- Genre: Telenovela Romance Drama
- Created by: Luis Zelkowicz
- Based on: La cruz de papel
- Directed by: Pablo Gómez Sáenz Moisés Ortiz Urquidi
- Starring: Itati Cantoral; Gabriel Porras; Rebecca Jones;
- Opening theme: El alma herida by Itatí Cantoral
- Ending theme: El alma herida by Itatí Cantoral
- Country of origin: United States
- Original language: Spanish
- No. of episodes: 151

Production
- Executive producers: Marcela Mejía; Carlos Payán; Epigmenio Ibarra;
- Cinematography: Luis Ávila
- Running time: 42-45 minutes
- Production company: Telemundo

Original release
- Network: Telemundo
- Release: December 15, 2003 – July 26, 2004

= El alma herida =

El alma herida (English title: The Wounded Soul) is a 2003 Spanish language telenovela produced by the United States–based television network Telemundo Studios, Miami and Mexican Argos Comunicación. The telenovela is a remake of the Puerto Rican 1986 telenovela La cruz de papel. The telenovela aired on Telemundo from December 15, 2003 to July 26, 2004.

Itati Cantoral and Gabriel Porras starred as the protagonists, with Rebecca Jones and Alejandro Camacho starred as the adult protagonists, while Rodrigo de la Rosa starred as the main antagonist.

==Plot==
A family full of hope for a difficult decision to cross the border of the United States in search of the American dream, leaving everything behind without suspecting that fate would play a trick on them. Eugenia Granados, with only eleven years old, his father Salvador Granados and his brother Daniel Salvador on account of the persecution of the police can not cross the border. Her mother Catalina, a beautiful and noble young man is bound by a coyote who was attracted to her, to get to the other side of the border, this coyote tries to abuse her and as he resists this stabs a knife in the belly and left abandoned. A young truck driver, Juan Manuel Mendoza (Gabriel Porras), who appeared from nowhere, shocked by the situation rescues Eugenia, Daniel and Salvador; by a series of tests Salvador comes to believe that his beloved wife died.

The pain and suffering of this family made them move with Juan Manuel, a young shy, generous worker from 14 years of age and that becomes the main protector of the family, employing Salvador. Eugenia will always be grateful to Juan Manuel with whom she falls madly later. Meanwhile, Catalina across the border, despite going through many difficulties, never stop trying to find his family. Her earns his living as ever can, honestly and with dignity until a man marries her only to give his American nationality and a small inheritance that allowed him to go to Patzcuaro, Michoacan, Mexico.

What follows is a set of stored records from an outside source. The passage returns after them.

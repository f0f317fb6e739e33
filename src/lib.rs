//! Management of the reserved area at the start of a raw NAND flash.
//!
//! The [nand] module abstracts the flash itself (a Linux MTD device, or a simulated one), and
//! [rsv] keeps the bad-block table, boot environment, keys and device tree as crash-safe records
//! in a fixed set of blocks behind the boot loader.

pub mod nand;
pub mod rsv;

Unfortunately destination the other, she believes that her family lives in the U.S. and decided to return. However, Salvador discovers that his wife is alive, but he believes she left him for another man. When Eugenia discovers that his mother is alive decides to look there, but not before saying goodbye to Juan Manuel with a kiss, which is amazing, saying he has always wanted. He is totally confused by this, because she grew up and never had eyes for anything other than friendship. When in Los Angeles, Eugenia is dedicated to the study and improvement. However, correspondence with Juan Manuel increase his amorous illusions increasingly by his promise that the rise of the novel for so long dreamed. What she did not suspect that this letter is not of Juan Manuel, but his younger brother, Alejandro, who takes everything as a simple game without knowing the illusions it creates.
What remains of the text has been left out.